真是服了梅凤天了,想不到他这样稳重的人也会撒娇卖萌,要知道刘惜梦对这个最没有抵抗力了,何况是一个大帅哥在我面前撒娇卖萌,于是我大手一挥,豪气冲天地说:“没问题啦凤天,你就跟着我,保证你吃香的喝辣的。”话一出口,刘惜梦悔得肠子都青了,要是梅家的人知道我诱拐他们的梅九公子,不知道会怎么样!呸呸呸,我在说什么呢,什么叫诱拐呀,明明是人家梅凤天资源留下来跟着我走的,身边带着个帅哥养养眼,我何乐而不为呢?
“对了,这次,我们走水路回去吧。”
“走水路?为什么?陆地不是更近吗?”
“没有为什么,只是没有走过水路,好奇罢了,所以想走一次。”难道联系会告诉梅凤天,我是想体验一下此时弘远的感受吗?站在船上,甲板一摇一摆,海风袭面而来,带来一股腥咸的味道,那是什么样的感觉呢?
梅凤天想都没有想,说道:“好,既然是福来想走,那我们就走水路。

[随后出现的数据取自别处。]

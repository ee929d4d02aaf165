//! Constraint builder
//!
//! Turns a schema document into a reusable, dependency-ordered constraint
//! graph. Graphs are immutable after construction and shared by reference
//! across concurrent evaluations; the engine caches them per
//! (content checksum, dialect) pair.
//!
//! Reference targets compile into shared slots: a slot created for an
//! in-progress graph is reused when a cycle returns to it, so recursive
//! schemas terminate at build time. A cycle that returns to an in-progress
//! graph purely through in-place applicators (references, `allOf` branches)
//! would never consume the instance and is rejected as a build error.

use std::collections::HashMap;
use std::sync::{Arc, OnceLock};

use parking_lot::RwLock;
use petgraph::graph::{DiGraph, NodeIndex};
use petgraph::Direction;
use serde_json::Value;
use tracing::debug;

use crate::checksum::Checksum;
use crate::dialect::{Dialect, DialectRegistry, Draft, UnknownKeywordPolicy, DRAFT_2020_12_ID};
use crate::error::{CompileError, EvaluateError, Result};
use crate::eval::{self, EvaluationOptions};
use crate::keyword::{ChildConstraint, Constraint, GraphTarget, KeywordCatalog};
use crate::node::{ObjectSchema, SchemaNode};
use crate::pointer::Pointer;
use crate::report::{EvaluationResults, OutputFormat};
use crate::resolver::{join_reference, Fragment, SchemaStore, StoredResource};

/// A shareable, late-filled handle to a constraint graph
///
/// Reference targets point at slots rather than graphs directly so that
/// cyclic references can share a graph that is still under construction.
/// Every slot is filled before compilation returns.
#[derive(Clone)]
pub struct GraphSlot(Arc<OnceLock<Arc<ConstraintGraph>>>);

impl GraphSlot {
    fn new() -> Self {
        Self(Arc::new(OnceLock::new()))
    }

    fn filled(graph: Arc<ConstraintGraph>) -> Self {
        let slot = Self::new();
        slot.fill(graph);
        slot
    }

    fn fill(&self, graph: Arc<ConstraintGraph>) {
        let _ = self.0.set(graph);
    }

    /// The compiled graph. Slots are filled before compilation completes;
    /// an empty slot here is an engine defect, not a validation outcome.
    pub fn get(&self) -> Arc<ConstraintGraph> {
        self.0
            .get()
            .cloned()
            .expect("constraint graph slot filled during compilation")
    }
}

/// Per-resource anchor table, shared by every graph in the resource
///
/// Dynamic anchors are written while the resource compiles and only read
/// afterwards, from any number of concurrent evaluations.
pub struct ResourceAnchors {
    base: String,
    synthetic: bool,
    dynamic: RwLock<HashMap<String, GraphSlot>>,
}

impl ResourceAnchors {
    fn new(base: String, synthetic: bool) -> Self {
        Self {
            base,
            synthetic,
            dynamic: RwLock::new(HashMap::new()),
        }
    }

    pub fn base(&self) -> &str {
        &self.base
    }

    fn register_dynamic(&self, name: &str, slot: GraphSlot) {
        self.dynamic.write().entry(name.to_string()).or_insert(slot);
    }

    pub(crate) fn dynamic_slot(&self, name: &str) -> Option<GraphSlot> {
        self.dynamic.read().get(name).cloned()
    }
}

/// The compiled form of one schema node
pub struct ConstraintGraph {
    kind: GraphKind,
    pointer: Pointer,
    resource: Arc<ResourceAnchors>,
    is_resource_root: bool,
}

pub(crate) enum GraphKind {
    Boolean(bool),
    Object(Vec<ConstraintNode>),
}

/// One keyword's compiled constraint, in dependency order
pub struct ConstraintNode {
    pub keyword: String,
    pub children: Vec<ChildConstraint>,
    pub eval: crate::eval::EvalFn,
}

impl ConstraintGraph {
    pub(crate) fn kind(&self) -> &GraphKind {
        &self.kind
    }

    pub(crate) fn resource(&self) -> &Arc<ResourceAnchors> {
        &self.resource
    }

    pub(crate) fn is_resource_root(&self) -> bool {
        self.is_resource_root
    }

    /// `base#pointer` for resources with an explicit base URI
    pub fn absolute_location(&self) -> Option<String> {
        if self.resource.synthetic {
            None
        } else {
            Some(format!("{}#{}", self.resource.base, self.pointer))
        }
    }
}

/// Checker for one `format` name; the external-collaborator boundary
pub type FormatChecker = Arc<dyn Fn(&str) -> bool + Send + Sync>;

/// Compilation and evaluation engine
///
/// Owns the keyword catalog, dialect registry, schema store, and the
/// compiled-schema cache. All configuration happens before compiling;
/// `compile` and everything downstream take `&self`.
pub struct Engine {
    catalog: Arc<KeywordCatalog>,
    dialects: DialectRegistry,
    store: SchemaStore,
    formats: HashMap<String, FormatChecker>,
    assert_formats: bool,
    default_dialect: String,
    cache: RwLock<HashMap<(String, String), Arc<CompiledSchema>>>,
}

impl Engine {
    pub fn new() -> Self {
        Self {
            catalog: Arc::new(KeywordCatalog::standard()),
            dialects: DialectRegistry::standard(),
            store: SchemaStore::new(),
            formats: HashMap::new(),
            assert_formats: false,
            default_dialect: DRAFT_2020_12_ID.to_string(),
            cache: RwLock::new(HashMap::new()),
        }
    }

    /// Use a custom keyword catalog
    pub fn with_catalog(catalog: KeywordCatalog) -> Self {
        Self {
            catalog: Arc::new(catalog),
            ..Self::new()
        }
    }

    /// Dialect assumed when a schema declares no `$schema`
    pub fn set_default_dialect(&mut self, id: impl Into<String>) {
        self.default_dialect = id.into();
    }

    /// Register a custom dialect
    pub fn register_dialect(&mut self, dialect: Dialect) {
        self.dialects.register(dialect);
    }

    /// Add a resolvable schema resource (root must declare `$id`)
    pub fn add_resource(&mut self, raw: &Value) -> Result<String> {
        self.store.add(raw)
    }

    /// Register a checker for a `format` name
    pub fn register_format(&mut self, name: impl Into<String>, checker: FormatChecker) {
        self.formats.insert(name.into(), checker);
    }

    /// Turn `format` from an annotation into an assertion where a checker
    /// is registered
    pub fn set_assert_formats(&mut self, assert: bool) {
        self.assert_formats = assert;
    }

    /// Compile a schema document into a shareable constraint graph
    pub fn compile(&self, raw: &Value) -> Result<Arc<CompiledSchema>> {
        let checksum = Checksum::from_json(raw);
        let declared = raw.get("$schema").and_then(Value::as_str);
        let dialect_id = declared.unwrap_or(&self.default_dialect);
        let dialect = self
            .dialects
            .get(dialect_id)
            .ok_or_else(|| CompileError::UnknownDialect(dialect_id.to_string()))?
            .clone();

        let cache_key = (checksum.as_str().to_string(), dialect.id.clone());
        if let Some(compiled) = self.cache.read().get(&cache_key) {
            return Ok(compiled.clone());
        }

        debug!(checksum = checksum.short(), dialect = %dialect.id, "compiling schema");

        let synthetic_base = format!("https://inline.invalid/{}", checksum.short());
        let synthetic = !matches!(raw.get("$id"), Some(Value::String(_)));
        let mut overlay = SchemaStore::new();
        let base_url = crate::resolver::parse_base(&synthetic_base, &Pointer::root())?;
        let root_base = overlay.add_with_base(raw, &base_url)?;

        let mut builder = Builder {
            engine: self,
            overlay,
            slots: HashMap::new(),
            resources: HashMap::new(),
            synthetic_base: if synthetic { Some(root_base.clone()) } else { None },
        };
        let mut chain = Vec::new();
        let slot = builder.graph_for(&root_base, &Pointer::root(), &dialect, &mut chain, None)?;

        let compiled = Arc::new(CompiledSchema {
            root: slot.get(),
            checksum,
            dialect_id: dialect.id.clone(),
        });
        self.cache.write().insert(cache_key, compiled.clone());
        Ok(compiled)
    }
}

impl Default for Engine {
    fn default() -> Self {
        Self::new()
    }
}

/// A compiled schema, safe to share across threads and evaluations
pub struct CompiledSchema {
    root: Arc<ConstraintGraph>,
    checksum: Checksum,
    dialect_id: String,
}

impl CompiledSchema {
    /// Evaluate an instance against this schema
    ///
    /// Invalid instances are reported in the results, not as an `Err`;
    /// `EvaluateError` covers cancellation and depth exhaustion only.
    pub fn evaluate(
        &self,
        instance: &Value,
        options: &EvaluationOptions,
    ) -> std::result::Result<EvaluationResults, EvaluateError> {
        eval::evaluate_root(&self.root, instance, options)
    }

    /// Pass/fail convenience using the flag output format
    pub fn is_valid(&self, instance: &Value) -> bool {
        let options = EvaluationOptions {
            format: OutputFormat::Flag,
            ..EvaluationOptions::default()
        };
        self.evaluate(instance, &options)
            .map(|r| r.flag())
            .unwrap_or(false)
    }

    pub fn dialect(&self) -> &str {
        &self.dialect_id
    }

    pub fn checksum(&self) -> &Checksum {
        &self.checksum
    }
}

type SlotKey = (String, String, String);

struct Builder<'e> {
    engine: &'e Engine,
    overlay: SchemaStore,
    slots: HashMap<SlotKey, GraphSlot>,
    resources: HashMap<String, Arc<ResourceAnchors>>,
    synthetic_base: Option<String>,
}

/// A located schema target: effective resource base and pointer within it
struct Location {
    base: String,
    pointer: Pointer,
    raw: Value,
    resource: Arc<StoredResource>,
}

”
船上。
“福来可谙熟水性?”
刘惜梦垂下眼皮,扫扫涌现深绿色宝石斑块的海平面,突然有如被人用一根头发划过后背的痒痒,打了个不寒而栗的哆嗦,颤抖着嘴角说了句早年哈日学会的日式口头禅:“……嘛嘛……”
“嘛嘛?”凤天蹙眉,“你也是你的家乡话?”
“呃……就是一般的意思啦。”摸摸鼻子,刘惜梦怎么能当着厌恶倭寇的明朝人承认这是日本话,她怎么当着信赖她这朝廷大使的商会代表承认她压根是只不谙水性的笨旱鸭?
为了转移话题,刘惜梦指着天边飞过的小鸟惊道:“你看,凤天,好漂亮的一只海鸥啊!”
“呃……福来,但是那个是海燕啊。”
“呵呵。不错!”刘惜梦把手一拍,称赞道,“我是故意说错的!”接着大力摇一摇凤天的肩膀,“你合格了!”
凤天:“……”
半夜,从摇摇晃晃的床上张开双眼。
刘惜梦蹑手蹑脚以足尖行地,飘一般踏上主甲板,找到背风处,弯腰,一手握了杯水,一手握住防护栏,一切准备就绪。然后——
“——呕!”
翻江倒海搜肠刮胃头晕目眩所有能想到的想不到的形容词,随着肠胃中不断翻搅的酸液一股脑涌上喉头奔向暗沉的海底。
刘惜梦擦了擦嘴,脸色惨白地逞强道:“啊哈哈,真是有如滔滔江水连绵不绝啊!”
“你够了吧。”
身后猛地响起平板阴沉又一副了解她至深的口吻,我心情恶劣地回眸挑眉,果然是徐弘远身披重甲正站在她身后。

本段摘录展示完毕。